= What is required =
Read through the data, and wherever a line holds the word "orchestrator", write that line out.

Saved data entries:
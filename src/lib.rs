//! # Retenciones Export
//!
//! 一个用于批量导出"Mis Retenciones"查询结果的 Rust 应用程序，支持中断后恢复
//!
//! ## 架构设计
//!
//! 本系统采用严格的分层架构：
//!
//! ### ① 基础设施层（Infrastructure / Driver）
//! - `infrastructure/` - 持有稀缺资源（Page），只暴露能力
//! - `JsExecutor` - 唯一的 page owner，提供带超时的 eval() 能力
//! - `driver/` - `UiDriver` 能力接口与 chromiumoxide 实现
//!
//! ### ② 业务能力层（Services）
//! - `services/` - 描述"我能做什么"，不认识批次
//! - `PositionFinder` - 只能前进/后退的日历控件定位
//! - `ExportCorrelator` - 在共享导出列表中找到"我们的"文件
//! - `CheckpointStore` - 会话进度的原子持久化
//! - `with_retry` - 瞬时错误的有限重试
//!
//! ### ③ 流程层（Workflow）
//! - `workflow/` - 定义"一个查询"的完整处理流程
//! - `enter_portal` - 登录 → 打开服务 → 切换代理身份
//! - `ExportFlow` - 表单 → 查询 → 导出 → 关联 → 保存
//!
//! ### ④ 编排层（Orchestration）
//! - `orchestrator/batch_orchestrator` - 批次编排，唯一的检查点写者
//! - `orchestrator/item_processor` - 单个事项处理器，遍历变体
//!
//! ## 模块结构

pub mod app;
pub mod browser;
pub mod config;
pub mod driver;
pub mod error;
pub mod infrastructure;
pub mod logger;
pub mod models;
pub mod orchestrator;
pub mod services;
pub mod utils;
pub mod workflow;

// 重新导出常用类型
pub use app::{App, ResumeChoice, RunRequest};
pub use config::Config;
pub use driver::{ChromiumDriver, UiDriver};
pub use error::{AppError, AppResult};
pub use infrastructure::JsExecutor;
pub use models::{Catalog, CheckpointRecord, DateRange, Secret, WorkItem, WorkPlan};
pub use orchestrator::{BatchOrchestrator, BatchResult, ItemOutcome, StopSignal, VariantOutcome};
pub use services::{CheckpointStore, ExportCorrelator, PositionFinder};
pub use workflow::ExportFlow;
//! 单次查询导出流程 - 流程层
//!
//! 核心职责：定义"一个变体"的完整处理流程
//!
//! 流程顺序：
//! 1. 填写表单（税种 → 操作类型 → 起始日期 → 日历选择结束日期）
//! 2. 查询 → 导出 CSV（记录触发时刻）
//! 3. 切换到"已导出查询"列表，关联并下载文件
//! 4. 以确定的文件名保存

use crate::config::{Config, CorrelationPolicy, RetryPolicy};
use crate::driver::{ElementRef, UiDriver};
use crate::error::AppResult;
use crate::models::DateRange;
use crate::services::{with_retry, CorrelationQuery, ExportCorrelator, PositionFinder};
use crate::workflow::selectors;
use crate::workflow::variant_ctx::VariantCtx;
use chrono::{Local, NaiveDateTime};
use std::path::{Path, PathBuf};
use tracing::{info, warn};

/// 单次查询导出流程
///
/// - 编排表单、导出、关联、保存
/// - 不持有任何资源（page），只依赖驱动能力与业务能力
pub struct ExportFlow {
    finder: PositionFinder,
    correlator: ExportCorrelator,
    retry: RetryPolicy,
    output_dir: PathBuf,
}

impl ExportFlow {
    pub fn new(config: &Config) -> AppResult<Self> {
        Ok(Self::with_policies(
            PositionFinder::new(config.max_navigation_steps)?,
            config.retry_policy(),
            config.correlation_policy(),
            config.output_dir.clone(),
        ))
    }

    pub fn with_policies(
        finder: PositionFinder,
        retry: RetryPolicy,
        correlation: CorrelationPolicy,
        output_dir: PathBuf,
    ) -> Self {
        Self {
            finder: finder.with_retry_policy(retry),
            correlator: ExportCorrelator::new(correlation, selectors::exported_feed()),
            retry,
            output_dir,
        }
    }

    pub fn output_dir(&self) -> &Path {
        &self.output_dir
    }

    /// 执行一个变体，返回保存的文件路径
    pub async fn run_variant<D: UiDriver>(
        &self,
        driver: &D,
        portal: &D::Portal,
        ctx: &VariantCtx,
    ) -> AppResult<PathBuf> {
        info!("{} 📝 填写查询表单...", ctx);
        self.fill_form(driver, portal, ctx).await?;

        info!("{} 🔍 查询...", ctx);
        self.click(driver, portal, &ElementRef::css(selectors::CONSULT_BUTTON))
            .await?;

        info!("{} 📤 导出 CSV...", ctx);
        let requested_at = self.request_export(driver, portal).await?;
        self.open_exported_list(driver, portal, ctx).await;

        let query = CorrelationQuery {
            expected_tag: ctx.tag.clone(),
            requested_at,
            tolerance_minutes: self.correlator.policy().tolerance_minutes,
        };
        let artifact = self
            .correlator
            .await_artifact(driver, portal, &query, self.correlator.policy().max_wait_minutes)
            .await?;

        let path = unique_path(self.output_dir.join(artifact_file_name(
            &ctx.key,
            &ctx.target_identity,
            &ctx.date_range,
            Local::now().naive_local(),
        )));
        driver.save_artifact(&artifact, &path).await?;
        info!("{} ✓ 文件已保存: {}", ctx, path.display());
        Ok(path)
    }

    /// 回到"新查询"页签，为下一个变体做准备
    pub async fn return_to_new_query<D: UiDriver>(
        &self,
        driver: &D,
        portal: &D::Portal,
    ) -> AppResult<()> {
        self.click(driver, portal, &ElementRef::css(selectors::NEW_QUERY_TAB))
            .await
    }

    async fn fill_form<D: UiDriver>(
        &self,
        driver: &D,
        portal: &D::Portal,
        ctx: &VariantCtx,
    ) -> AppResult<()> {
        self.click(driver, portal, &ElementRef::css(selectors::TAX_SELECT))
            .await?;
        self.click(driver, portal, &selectors::tax_option(&ctx.key))
            .await?;

        if let Some(value) = &ctx.variant.operation_value {
            // 部分税种没有操作类型字段
            if let Err(e) = self
                .click(driver, portal, &selectors::operation_radio(value))
                .await
            {
                if e.is_fatal() {
                    return Err(e);
                }
                warn!("{} ⚠️ 未找到操作类型字段: {}", ctx, e);
            }
        }

        let start = ctx.date_range.start_text();
        let from_input = ElementRef::css(selectors::DATE_FROM_INPUT);
        with_retry(&self.retry, "填写起始日期", || {
            driver.fill_field(portal, &from_input, &start)
        })
        .await?;

        // 结束日期只能通过日历选择
        self.click(driver, portal, &ElementRef::css(selectors::DATE_TO_INPUT))
            .await?;
        let pane = ElementRef::css(selectors::CALENDAR_PANE);
        with_retry(&self.retry, "等待日历", || driver.read_text(portal, &pane)).await?;

        let steps = self
            .finder
            .navigate_to(
                driver,
                portal,
                &selectors::calendar_widget(),
                ctx.date_range.end_year_month(),
            )
            .await?;
        info!("{} 📅 日历移动 {} 步", ctx, steps);

        self.click(driver, portal, &selectors::calendar_day(ctx.date_range.end))
            .await?;
        Ok(())
    }

    /// 打开导出菜单并点击 CSV，返回点击前一刻的时间
    async fn request_export<D: UiDriver>(
        &self,
        driver: &D,
        portal: &D::Portal,
    ) -> AppResult<NaiveDateTime> {
        self.click(driver, portal, &ElementRef::css(selectors::EXPORT_BUTTON))
            .await?;
        let requested_at = Local::now().naive_local();
        self.click(driver, portal, &selectors::csv_option()).await?;
        Ok(requested_at)
    }

    /// 导出后可能弹出确认框；没有弹框时手动切换页签
    async fn open_exported_list<D: UiDriver>(
        &self,
        driver: &D,
        portal: &D::Portal,
        ctx: &VariantCtx,
    ) {
        if driver
            .click(portal, &ElementRef::css(selectors::EXPORT_MODAL_OK))
            .await
            .is_ok()
        {
            info!("{} ✓ 已通过弹框进入导出列表", ctx);
            return;
        }

        if let Err(e) = self
            .click(driver, portal, &ElementRef::css(selectors::EXPORTED_TAB))
            .await
        {
            warn!("{} ⚠️ 无法切换到导出列表页签，继续等待: {}", ctx, e);
        }
    }

    async fn click<D: UiDriver>(
        &self,
        driver: &D,
        portal: &D::Portal,
        element: &ElementRef,
    ) -> AppResult<()> {
        with_retry(&self.retry, &format!("点击 {}", element), || {
            driver.click(portal, element)
        })
        .await?;
        Ok(())
    }
}

/// `MR_{key}_{target}_{ddmmyyyy}_{ddmmyyyy}_{YYYYmmdd_HHMMSS}.csv`
pub fn artifact_file_name(
    key: &str,
    target_identity: &str,
    date_range: &DateRange,
    saved_at: NaiveDateTime,
) -> String {
    format!(
        "MR_{}_{}_{}_{}_{}.csv",
        key,
        target_identity,
        date_range.start.format("%d%m%Y"),
        date_range.end.format("%d%m%Y"),
        saved_at.format("%Y%m%d_%H%M%S")
    )
}

/// 同一秒内保存两次时追加序号，避免覆盖
fn unique_path(path: PathBuf) -> PathBuf {
    if !path.exists() {
        return path;
    }
    let stem = path
        .file_stem()
        .map(|s| s.to_string_lossy().into_owned())
        .unwrap_or_default();
    let mut n = 2;
    loop {
        let candidate = path.with_file_name(format!("{}_{}.csv", stem, n));
        if !candidate.exists() {
            return candidate;
        }
        n += 1;
    }
}

#[cfg(test)]
mod tests {
    use super::*;
    use chrono::NaiveDate;

    #[test]
    fn test_artifact_file_name() {
        let range = DateRange::parse("01/01/2024", "31/03/2024").unwrap();
        let saved_at = NaiveDate::from_ymd_opt(2025, 11, 15)
            .unwrap()
            .and_hms_opt(19, 51, 7)
            .unwrap();
        assert_eq!(
            artifact_file_name("IMP_217", "30500010912", &range, saved_at),
            "MR_IMP_217_30500010912_01012024_31032024_20251115_195107.csv"
        );
    }

    #[test]
    fn test_unique_path_appends_counter() {
        let dir = tempfile::tempdir().unwrap();
        let first = dir.path().join("MR_a.csv");
        assert_eq!(unique_path(first.clone()), first);

        std::fs::write(&first, "x").unwrap();
        assert_eq!(unique_path(first), dir.path().join("MR_a_2.csv"));
    }
}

= Exercise result =
//! - `orchestrator/batch_orchestrator` - 批次编排，唯一的检查点写者
//! - `orchestrator/item_processor` - 单个事项处理器，遍历变体
pub mod orchestrator;
pub use orchestrator::{BatchOrchestrator, BatchResult, ItemOutcome, StopSignal, VariantOutcome};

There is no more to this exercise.